No Gigantopithecus DNA has ever been recovered. That’s why an international team of researchers used techniques from an emerging field called proteomics to get molecular information from the Gigantopithecus molar in the new study.
In traditional DNA sequencing, pieces of the DNA molecule are put through a process that copies its sequence of nucleotides and puts them back together into a full genome. The quality and completeness of the genome, however, depends on how well-preserved the original sample of DNA is. Most DNA degrades much more quickly, especially in hot, humid climates.
But in proteomics, researchers more or less reverse-engineer DNA by looking at the proteins preserved in teeth, which last much longer. Because each protein is made up of amino acids, and because each amino acid is encoded by a three-letter DNA sequence, researchers can produce snippets of ancient DNA by analyzing the proteins. Last September, the technique was used to properly place a 1.7-million-year-old species of wooly rhinoceros in its family tree, proving that the method could be used to understand ancient animals.
Researchers applied the protein-mining technique to a 1.9 million-year-old molar from Gigantopithecus found in a Chuifeng cave in China. Gretchen Vogel at Science reports the team dissolved tiny amounts of enamel from the tooth and then analyzed it using mass spectrometry. They were able to identify 500 peptides, or short chains of amino acids, from six different proteins.

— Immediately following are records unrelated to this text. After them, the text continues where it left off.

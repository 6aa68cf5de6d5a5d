use serde::Serialize;
use thiserror::Error;

/// Fatal outcomes of an aggregation. Degraded sources and empty cells are not
/// errors; they are carried on the result.
#[derive(Debug, Clone, Error, PartialEq)]
pub enum AggregateError {
    #[error("failed to load {what}: {message}")]
    MissingMasterData { what: &'static str, message: String },

    #[error("{what} not found: {id}")]
    NotFound { what: &'static str, id: String },

    #[error("invalid period {month}/{year}")]
    InvalidPeriod { month: u32, year: i32 },
}

impl AggregateError {
    pub fn code(&self) -> &'static str {
        match self {
            AggregateError::MissingMasterData { .. } => "missing_master_data",
            AggregateError::NotFound { .. } => "not_found",
            AggregateError::InvalidPeriod { .. } => "bad_params",
        }
    }

    pub fn details(&self) -> Option<serde_json::Value> {
        match self {
            AggregateError::MissingMasterData { what, .. } => {
                Some(serde_json::json!({ "masterData": what }))
            }
            AggregateError::NotFound { what, id } => {
                Some(serde_json::json!({ "entity": what, "id": id }))
            }
            AggregateError::InvalidPeriod { .. } => None,
        }
    }
}

/// Which upstream collection a value came from.
#[derive(Debug, Clone, Copy, PartialEq, Eq, PartialOrd, Ord, Hash, Serialize)]
#[serde(rename_all = "camelCase")]
pub enum SourceKind {
    Manual,
    Attendance,
    Evaluation,
}

impl SourceKind {
    pub fn as_str(self) -> &'static str {
        match self {
            SourceKind::Manual => "manual",
            SourceKind::Attendance => "attendance",
            SourceKind::Evaluation => "evaluation",
        }
    }
}

/// A recap source whose fetch failed. Every cell treats it as absent.
#[derive(Debug, Clone, PartialEq, Serialize)]
#[serde(rename_all = "camelCase")]
pub struct DegradedSource {
    pub source: SourceKind,
    pub message: String,
}
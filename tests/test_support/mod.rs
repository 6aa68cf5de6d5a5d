#![allow(dead_code)]

use serde_json::json;
use std::io::{BufRead, BufReader, Write};
use std::path::PathBuf;
use std::process::{Child, ChildStdin, ChildStdout, Command, Stdio};
use std::time::{SystemTime, UNIX_EPOCH};

pub fn temp_dir(prefix: &str) -> PathBuf {
    let p = std::env::temp_dir().join(format!(
        "{}-{}",
        prefix,
        SystemTime::now()
            .duration_since(UNIX_EPOCH)
            .expect("clock")
            .as_nanos()
    ));
    std::fs::create_dir_all(&p).expect("create temp dir");
    p
}

pub fn spawn_sidecar() -> (Child, ChildStdin, BufReader<ChildStdout>) {
    let exe = env!("CARGO_BIN_EXE_kbmrecapd");
    let mut child = Command::new(exe)
        .env_remove("KBMRECAPD_WORKSPACE")
        .stdin(Stdio::piped())
        .stdout(Stdio::piped())
        .stderr(Stdio::null())
        .spawn()
        .expect("spawn kbmrecapd");
    let stdin = child.stdin.take().expect("child stdin");
    let stdout = child.stdout.take().expect("child stdout");
    (child, stdin, BufReader::new(stdout))
}

pub fn request(
    stdin: &mut ChildStdin,
    reader: &mut BufReader<ChildStdout>,
    id: &str,
    method: &str,
    params: serde_json::Value,
) -> serde_json::Value {
    let payload = json!({
        "id": id,
        "method": method,
        "params": params,
    });
    writeln!(stdin, "{}", payload).expect("write request");
    stdin.flush().expect("flush request");

    let mut line = String::new();
    reader.read_line(&mut line).expect("read response line");
    assert!(!line.trim().is_empty(), "empty response for {}", method);
    let value: serde_json::Value = serde_json::from_str(line.trim()).expect("parse response json");
    assert_eq!(value.get("id").and_then(|v| v.as_str()), Some(id));
    value
}

pub fn request_ok(
    stdin: &mut ChildStdin,
    reader: &mut BufReader<ChildStdout>,
    id: &str,
    method: &str,
    params: serde_json::Value,
) -> serde_json::Value {
    let value = request(stdin, reader, id, method, params);
    assert_eq!(
        value.get("ok").and_then(|v| v.as_bool()),
        Some(true),
        "{} failed: {}",
        method,
        value
    );
    value.get("result").cloned().unwrap_or(serde_json::Value::Null)
}

/// Sends a request expected to fail and returns its error code.
pub fn request_err(
    stdin: &mut ChildStdin,
    reader: &mut BufReader<ChildStdout>,
    id: &str,
    method: &str,
    params: serde_json::Value,
) -> String {
    let value = request(stdin, reader, id, method, params);
    assert_eq!(
        value.get("ok").and_then(|v| v.as_bool()),
        Some(false),
        "{} unexpectedly succeeded: {}",
        method,
        value
    );
    value
        .get("error")
        .and_then(|e| e.get("code"))
        .and_then(|v| v.as_str())
        .unwrap_or("unknown")
        .to_string()
}

pub fn str_field(value: &serde_json::Value, pointer: &str) -> String {
    value
        .pointer(pointer)
        .and_then(|v| v.as_str())
        .unwrap_or_else(|| panic!("missing {} in {}", pointer, value))
        .to_string()
}

/// Ids created by [`seed_village`].
pub struct Seed {
    pub village_id: String,
    pub alpha_id: String,
    pub beta_id: String,
}

/// One village with groups Alpha and Beta, learner categories 1 and 20, and
/// material category 1. Request ids are prefixed with `seed-`.
pub fn seed_village(stdin: &mut ChildStdin, reader: &mut BufReader<ChildStdout>) -> Seed {
    let village = request_ok(
        stdin,
        reader,
        "seed-1",
        "villages.create",
        json!({ "name": "Sukamaju" }),
    );
    let village_id = str_field(&village, "/village/id");
    let alpha = request_ok(
        stdin,
        reader,
        "seed-2",
        "groups.create",
        json!({ "villageId": village_id, "name": "Alpha" }),
    );
    let beta = request_ok(
        stdin,
        reader,
        "seed-3",
        "groups.create",
        json!({ "villageId": village_id, "name": "Beta" }),
    );
    let _ = request_ok(
        stdin,
        reader,
        "seed-4",
        "categories.upsert",
        json!({ "id": 1, "name": "Caberawit" }),
    );
    let _ = request_ok(
        stdin,
        reader,
        "seed-5",
        "categories.upsert",
        json!({ "id": 20, "name": "Praja" }),
    );
    let _ = request_ok(
        stdin,
        reader,
        "seed-6",
        "materialCategories.upsert",
        json!({ "id": 1, "name": "Aqidah" }),
    );
    Seed {
        village_id,
        alpha_id: str_field(&alpha, "/group/id"),
        beta_id: str_field(&beta, "/group/id"),
    }
}

pub fn create_generus(
    stdin: &mut ChildStdin,
    reader: &mut BufReader<ChildStdout>,
    id: &str,
    group_id: &str,
    category_id: i64,
    name: &str,
    gender: &str,
) -> String {
    let created = request_ok(
        stdin,
        reader,
        id,
        "generus.create",
        json!({
            "groupId": group_id,
            "categoryId": category_id,
            "name": name,
            "gender": gender
        }),
    );
    str_field(&created, "/generus/id")
}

Bruce Bower at Science News reports that five of those proteins still occur in extant ape and monkey species. The team compared the accumulated differences in the proteins to those animals, finding that the massive Gigantopithecus is a distant relative of modern orangutans. The two lineages likely diverged from a common ancestor over 10 million years ago.
“Until now, all that was known about this species was based on the morphology of the many teeth and the few mandibles found, typical of a herbivore," study author Enrico Cappellini, an evolutionary geneticist at the University of Copenhagen, says in the press release. “Now, the analysis of ancient proteins, or palaeoproteomics, has allowed us to reconstruct the evolutionary history of this distant relative.”
The success of this technique has big implications for the future of paleoanthropology. Because many of the fossilized remains of ancient hominins come from tropical and subtropical areas, like East Africa, southern Africa and Indonesia, there’s little chance that viable DNA has survived. But the protein trick changes everything.
“Until now, it has only been possible to retrieve genetic information from up to 10,000-year-old fossils in warm, humid areas,” Welker tells Katie Hunt at CNN. “This is interesting, because ancient remains of the supposed ancestors of our species, Homo sapiens, are also mainly found in subtropical areas, particularly for the early part of human evolution. This means that we can potentially retrieve similar information on the evolutionary line leading to humans.”
The team also says that they may be able to look at more than just molars. It could be possible to analyze protein sequences in the bones of apes and hominins that lost their viable DNA long ago.
While the study tells researchers a little bit about Gigantopithecus’s origins, Capellini tells Hunt that it doesn’t shed much light on what the massive ape looked like or how it behaved.